One of the strangers notices and introduces the civil war plot and the identities of the three people with whom you ride with — a rebel, a thief, and the king of the opposing faction with his mouth bound in cloth. Quickly, the player character finds out that all of them are on their way to their own executions, ordered by General Tullius, of the Imperial Army — and the leader of the resistance, Ulfric Stormcloak of the Stormcloak Rebellion is sitting right beside you. Fast forward to the camp, with the ominous military banners of the Imperial Army swinging in the wind, a father calls his child back into the house quickly, and with the carriage finally stopping — the thief tries to escape but gets shot in the back almost immediately by an arrow. Finally, the player character is introduced to the world with a rather extensive character creation system. Witnessing an execution, the player is called up next to the chopping block, in the presence of the Imperial Army, under the shade of a dark tower. As the executioner raises his ax above his head, ready to sever the player’s head from his body — a distant roar is heard echoing throughout the sky. With a furrowed brow, the executioner grows concerned — and the general tells him to ignore it, to proceed with the task at hand, and as the ax is raised and poised to strike down, the massive head of dragon appears from behind the tower and lays waste to all those around with a powerful gust of flame. As if reborn from the fire, the Dragonborn’s adventure begins in the freezing province of Skyrim.

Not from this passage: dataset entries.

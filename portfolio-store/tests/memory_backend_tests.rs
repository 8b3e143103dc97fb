use portfolio_model::{FieldDescriptor, Record, RecordSchema};
use portfolio_store::{FileStore, Filters, MemoryBackend, RecordStore, StoreError};
use serde_json::{Map, Value, json};
use std::io::Write;

fn certificate_fixture() -> Value {
    json!({
        "schemas": {
            "Certificate": {
                "properties": {
                    "title": {"type": "string", "description": "العنوان"},
                    "issued_on": {"type": "string", "format": "date"},
                    "level": {"type": "string", "enum": ["Basic", "Advanced"]},
                    "hours": {"type": "number"},
                    "tags": {"type": "array"}
                }
            }
        },
        "records": {
            "Certificate": [
                {"id": "c1", "title": "Classroom Management", "issued_on": "2026-01-10", "level": "Basic", "hours": 10, "tags": ["leadership"]},
                {"id": "c2", "title": "Digital Classroom", "issued_on": "2026-02-11", "level": "Advanced", "hours": 20, "tags": []},
                {"id": "c3", "title": "Assessment Design", "issued_on": "2026-02-20", "level": "advanced", "hours": 20, "tags": ["assessment"]}
            ]
        }
    })
}

fn filters(pairs: &[(&str, &str)]) -> Filters {
    pairs
        .iter()
        .map(|(k, v)| (k.to_string(), Value::String(v.to_string())))
        .collect()
}

fn ids(records: &[Record]) -> Vec<&str> {
    records.iter().filter_map(Record::id).collect()
}

// ── Fixture loading ─────────────────────────────────────────────

#[tokio::test]
async fn fixture_registers_schema_and_records() {
    let store = MemoryBackend::from_fixture(certificate_fixture()).unwrap();
    let schema = store.schema("Certificate").await.unwrap();
    assert_eq!(schema.fields.len(), 5);
    assert_eq!(schema.fields[0].name, "title");

    let all = store.list("Certificate", &Filters::new()).await.unwrap();
    assert_eq!(ids(&all), vec!["c1", "c2", "c3"]);
}

#[tokio::test]
async fn fixture_records_without_schema_get_empty_schema() {
    let store = MemoryBackend::from_fixture(json!({
        "records": {"Note": [{"id": "n1", "body": "x"}]}
    }))
    .unwrap();
    assert!(store.schema("Note").await.unwrap().fields.is_empty());
    assert_eq!(store.list("Note", &Filters::new()).await.unwrap().len(), 1);
}

#[test]
fn fixture_file_roundtrip() {
    let mut file = tempfile::NamedTempFile::new().unwrap();
    write!(file, "{}", certificate_fixture()).unwrap();
    assert!(MemoryBackend::from_fixture_file(file.path()).is_ok());
}

#[test]
fn fixture_file_missing_is_io_error() {
    let err = MemoryBackend::from_fixture_file(std::path::Path::new("/no/such/fixture.json"))
        .err()
        .unwrap();
    assert!(matches!(err, StoreError::Io(_)));
}

// ── Unknown types ───────────────────────────────────────────────

#[tokio::test]
async fn unknown_type_is_not_found() {
    let store = MemoryBackend::new();
    let err = store.schema("Ghost").await.unwrap_err();
    assert!(err.is_not_found());
    let err = store.list("Ghost", &Filters::new()).await.unwrap_err();
    assert!(err.is_not_found());
    let err = store.create("Ghost", Map::new()).await.unwrap_err();
    assert!(err.is_not_found());
}

// ── Filtering ───────────────────────────────────────────────────

#[tokio::test]
async fn enumerated_filter_is_exact_and_case_sensitive() {
    let store = MemoryBackend::from_fixture(certificate_fixture()).unwrap();
    let found = store
        .list("Certificate", &filters(&[("level", "Advanced")]))
        .await
        .unwrap();
    assert_eq!(ids(&found), vec!["c2"]);
}

#[tokio::test]
async fn text_filter_is_case_insensitive_substring() {
    let store = MemoryBackend::from_fixture(certificate_fixture()).unwrap();
    let found = store
        .list("Certificate", &filters(&[("title", "classroom")]))
        .await
        .unwrap();
    assert_eq!(ids(&found), vec!["c1", "c2"]);
}

#[tokio::test]
async fn number_filter_coerces_string_constraint() {
    let store = MemoryBackend::from_fixture(certificate_fixture()).unwrap();
    let found = store
        .list("Certificate", &filters(&[("hours", "20")]))
        .await
        .unwrap();
    assert_eq!(ids(&found), vec!["c2", "c3"]);

    let none = store
        .list("Certificate", &filters(&[("hours", "twenty")]))
        .await
        .unwrap();
    assert!(none.is_empty());
}

#[tokio::test]
async fn date_and_array_filters() {
    let store = MemoryBackend::from_fixture(certificate_fixture()).unwrap();
    let by_date = store
        .list("Certificate", &filters(&[("issued_on", "2026-02-11")]))
        .await
        .unwrap();
    assert_eq!(ids(&by_date), vec!["c2"]);

    let by_tag = store
        .list("Certificate", &filters(&[("tags", "assessment")]))
        .await
        .unwrap();
    assert_eq!(ids(&by_tag), vec!["c3"]);
}

#[tokio::test]
async fn filters_combine_with_and() {
    let store = MemoryBackend::from_fixture(certificate_fixture()).unwrap();
    let found = store
        .list("Certificate", &filters(&[("hours", "20"), ("title", "digital")]))
        .await
        .unwrap();
    assert_eq!(ids(&found), vec!["c2"]);
}

#[tokio::test]
async fn missing_field_never_matches() {
    let store = MemoryBackend::from_fixture(certificate_fixture()).unwrap();
    let found = store
        .list("Certificate", &filters(&[("nonexistent", "x")]))
        .await
        .unwrap();
    assert!(found.is_empty());
}

// ── CRUD ────────────────────────────────────────────────────────

#[tokio::test]
async fn create_stamps_built_in_fields() {
    let store = MemoryBackend::new().with_user("sara@school.example");
    store
        .register_schema(RecordSchema::new("Note", vec![FieldDescriptor::text("body")]))
        .await;

    let mut data = Map::new();
    data.insert("body".into(), json!("hello"));
    data.insert("id".into(), json!("forged"));
    let record = store.create("Note", data).await.unwrap();

    assert_ne!(record.id(), Some("forged"));
    assert_eq!(record.get_str("created_by"), Some("sara@school.example"));
    let created = record.get_str("created_date").unwrap();
    assert!(created.contains('T') && created.ends_with('Z'));
    assert_eq!(record.get_str("body"), Some("hello"));
}

#[tokio::test]
async fn update_merges_fields() {
    let store = MemoryBackend::from_fixture(certificate_fixture()).unwrap();
    let mut data = Map::new();
    data.insert("hours".into(), json!(12));
    let updated = store.update("Certificate", "c1", data).await.unwrap();
    assert_eq!(updated.get_number("hours"), Some(12.0));
    assert_eq!(updated.get_str("title"), Some("Classroom Management"));
    assert!(updated.get_str("updated_date").is_some());
}

#[tokio::test]
async fn update_missing_record_is_not_found() {
    let store = MemoryBackend::from_fixture(certificate_fixture()).unwrap();
    let err = store.update("Certificate", "zzz", Map::new()).await.unwrap_err();
    assert!(err.is_not_found());
}

#[tokio::test]
async fn delete_removes_record() {
    let store = MemoryBackend::from_fixture(certificate_fixture()).unwrap();
    store.delete("Certificate", "c2").await.unwrap();
    let all = store.list("Certificate", &Filters::new()).await.unwrap();
    assert_eq!(ids(&all), vec!["c1", "c3"]);
    assert!(store.delete("Certificate", "c2").await.unwrap_err().is_not_found());
}

#[tokio::test]
async fn seed_unknown_type_fails() {
    let store = MemoryBackend::new();
    assert!(store.seed("Ghost", vec![]).await.is_err());
}

// ── Connectivity ────────────────────────────────────────────────

#[tokio::test]
async fn offline_backend_reports_transport_errors() {
    let store = MemoryBackend::from_fixture(certificate_fixture()).unwrap();
    store.set_offline(true);
    let err = store.list("Certificate", &Filters::new()).await.unwrap_err();
    assert!(err.is_transport());
    assert_eq!(store.list_calls(), 1);

    store.set_offline(false);
    assert!(store.list("Certificate", &Filters::new()).await.is_ok());
    assert_eq!(store.list_calls(), 2);
}

// ── Files ───────────────────────────────────────────────────────

#[tokio::test]
async fn upload_stores_bytes() {
    let store = MemoryBackend::new();
    let uploaded = store.upload("cert.pdf", b"%PDF".to_vec()).await.unwrap();
    assert!(uploaded.file_url.starts_with("memory://files/"));
    assert!(uploaded.file_url.ends_with("/cert.pdf"));
    assert_eq!(store.file(&uploaded.file_url).await.unwrap(), b"%PDF");
}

Perhaps the charm of Skyrim isn’t the dynamic and finely crafted personalities of each of the characters that you meet, for they are mostly all generic and rather bland — encouraging the player to skip the dialogue frequently. It isn’t the AI of said characters the seems more on the suicidal side, frequently running out into the line of fire or just outright charging directly at you. It isn’t the main plot, which is quite stale and forgettable by almost everyone that’s played the game. And it definitely isn’t Bethesda’s care for delivering a bug-free product, which are so prevalent in all Bethesda titles, that there are countless memes referencing this. What, then keeps players coming back?
Two words, immersive freedom. As the player sets foot out of the tutorial cave, they can go in literally any direction and find adventure. While they are given a quest marker, the player can easily turn it off and return to it whenever they feel like it. They player can even ditch the main story entirely (although that is not recommended, as the player wouldn’t have access to a very important gameplay mechanic, Shouts) and just go off on their adventure. The density of the world is what kept players coming back, it was truly a revolution in the RPG genre, making the style accessible to everyone. The scalable nature of the game was truly a marvel, from the difficulty to the builds possible, to creating an all-arounder, to min-maxing, although it isn’t perfect as every single player would eventually gravitate naturally towards the Stealth Archer build — as it was the easiest in the entire game. This was quite a serious shortcoming, as this meant that mage and warrior builds were not very viable throughout the game, with a warrior doing insane damage only late into the game, and a mage would be constantly running out of mana. These builds were especially not viable for boss characters, such as the Dragon Priests, and even the dragons themselves, yet despite all this — the game remains incredibly fun.
It is rather difficult to put on paper what its like to explore Skyrim for the first time, as many players will never get that chance again (even when the Special Edition released, it didn’t change much). Yet, almost all players will agree that playing it, just to experience everything once more, never seems to get old and almost always stays fresh (save for the boring parts, but those can be easily skipped or avoided entirely). But to preserve the game’s life and to keep it fresh, Bethesda started and continues to have a practice that prolongs interest in the game for massive amounts of time — mods.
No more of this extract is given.